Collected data
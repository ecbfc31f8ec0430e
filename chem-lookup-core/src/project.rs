//! 字段投影：从查询报告生成确定性的展示内容
//!
//! 元信息摘要与属性表格都按固定顺序生成，与服务端映射的键序无关。

use std::collections::HashMap;

use chem_lookup_client::{PropertyReport, SubstanceMeta};

use crate::state::{PropertyRow, PropertyTable, ResultView};

/// 展示白名单：固定顺序与双语标签（溶解度无英文对照，保留原键）
///
/// 不在白名单内的属性键即使出现在响应中也不展示。
const DISPLAY_WHITELIST: [(&str, &str); 4] = [
    ("熔点", "熔点 / Melting point"),
    ("沸点", "沸点 / Boiling point"),
    ("溶解度", "溶解度"),
    ("储存条件", "储存条件 / Storage conditions"),
];

/// 生成元信息摘要
///
/// 按 中文名称、英文名称、CAS 的固定顺序，将存在的键渲染为
/// `标签：值` 并以 ` / ` 连接；缺失的键不产生任何分隔符残留。
/// 全部缺失时返回空串。
#[must_use]
pub fn meta_summary(meta: &SubstanceMeta) -> String {
    let mut parts = Vec::with_capacity(3);
    if let Some(name) = &meta.chinese_name {
        parts.push(format!("中文名称：{name}"));
    }
    if let Some(name) = &meta.english_name {
        parts.push(format!("英文名称：{name}"));
    }
    if let Some(cas) = &meta.cas {
        parts.push(format!("CAS：{cas}"));
    }
    parts.join(" / ")
}

/// 按白名单投影属性映射
///
/// 只收录白名单内且在映射中存在的键，顺序恒为白名单顺序；
/// 值不做单位解析、数值转换或截断。零命中时返回占位条目。
#[must_use]
pub fn project_properties(properties: &HashMap<String, String>) -> PropertyTable {
    let rows: Vec<PropertyRow> = DISPLAY_WHITELIST
        .iter()
        .filter_map(|(key, label)| {
            properties.get(*key).map(|value| PropertyRow {
                label: (*label).to_string(),
                value: value.clone(),
            })
        })
        .collect();

    if rows.is_empty() {
        PropertyTable::Placeholder
    } else {
        PropertyTable::Rows(rows)
    }
}

/// 从一份查询报告构建完整展示内容
#[must_use]
pub fn project(report: &PropertyReport) -> ResultView {
    ResultView {
        meta_summary: meta_summary(&report.meta),
        table: project_properties(&report.properties),
        source_url: report.source_url.clone(),
    }
}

### TASK PROMPT
Make an exact copy of the data above.

### WRITTEN ANSWER
repository ecbfc31f8ec0430e
filename chem-lookup-core/src/project.rs
//! 字段投影：从查询报告生成确定性的展示内容
//!
//! 元信息摘要与属性表格都按固定顺序生成，与服务端映射的键序无关。

use std::collections::HashMap;

use chem_lookup_client::{PropertyReport, SubstanceMeta};

use crate::state::{PropertyRow, PropertyTable, ResultView};

/// 展示白名单：固定顺序与双语标签（溶解度无英文对照，保留原键）
///
/// 不在白名单内的属性键即使出现在响应中也不展示。
const DISPLAY_WHITELIST: [(&str, &str); 4] = [
    ("熔点", "熔点 / Melting point"),
    ("沸点", "沸点 / Boiling point"),
    ("溶解度", "溶解度"),
    ("储存条件", "储存条件 / Storage conditions"),
];

/// 生成元信息摘要
///
/// 按 中文名称、英文名称、CAS 的固定顺序，将存在的键渲染为
/// `标签：值` 并以 ` / ` 连接；缺失的键不产生任何分隔符残留。
/// 全部缺失时返回空串。
#[must_use]
pub fn meta_summary(meta: &SubstanceMeta) -> String {
    let mut parts = Vec::with_capacity(3);
    if let Some(name) = &meta.chinese_name {
        parts.push(format!("中文名称：{name}"));
    }
    if let Some(name) = &meta.english_name {
        parts.push(format!("英文名称：{name}"));
    }
    if let Some(cas) = &meta.cas {
        parts.push(format!("CAS：{cas}"));
    }
    parts.join(" / ")
}

/// 按白名单投影属性映射
///
/// 只收录白名单内且在映射中存在的键，顺序恒为白名单顺序；
/// 值不做单位解析、数值转换或截断。零命中时返回占位条目。
#[must_use]
pub fn project_properties(properties: &HashMap<String, String>) -> PropertyTable {
    let rows: Vec<PropertyRow> = DISPLAY_WHITELIST
        .iter()
        .filter_map(|(key, label)| {
            properties.get(*key).map(|value| PropertyRow {
                label: (*label).to_string(),
                value: value.clone(),
            })
        })
        .collect();

    if rows.is_empty() {
        PropertyTable::Placeholder
    } else {
        PropertyTable::Rows(rows)
    }
}

/// 从一份查询报告构建完整展示内容
#[must_use]
pub fn project(report: &PropertyReport) -> ResultView {
    ResultView {
        meta_summary: meta_summary(&report.meta),
        table: project_properties(&report.properties),
        source_url: report.source_url.clone(),
    }
}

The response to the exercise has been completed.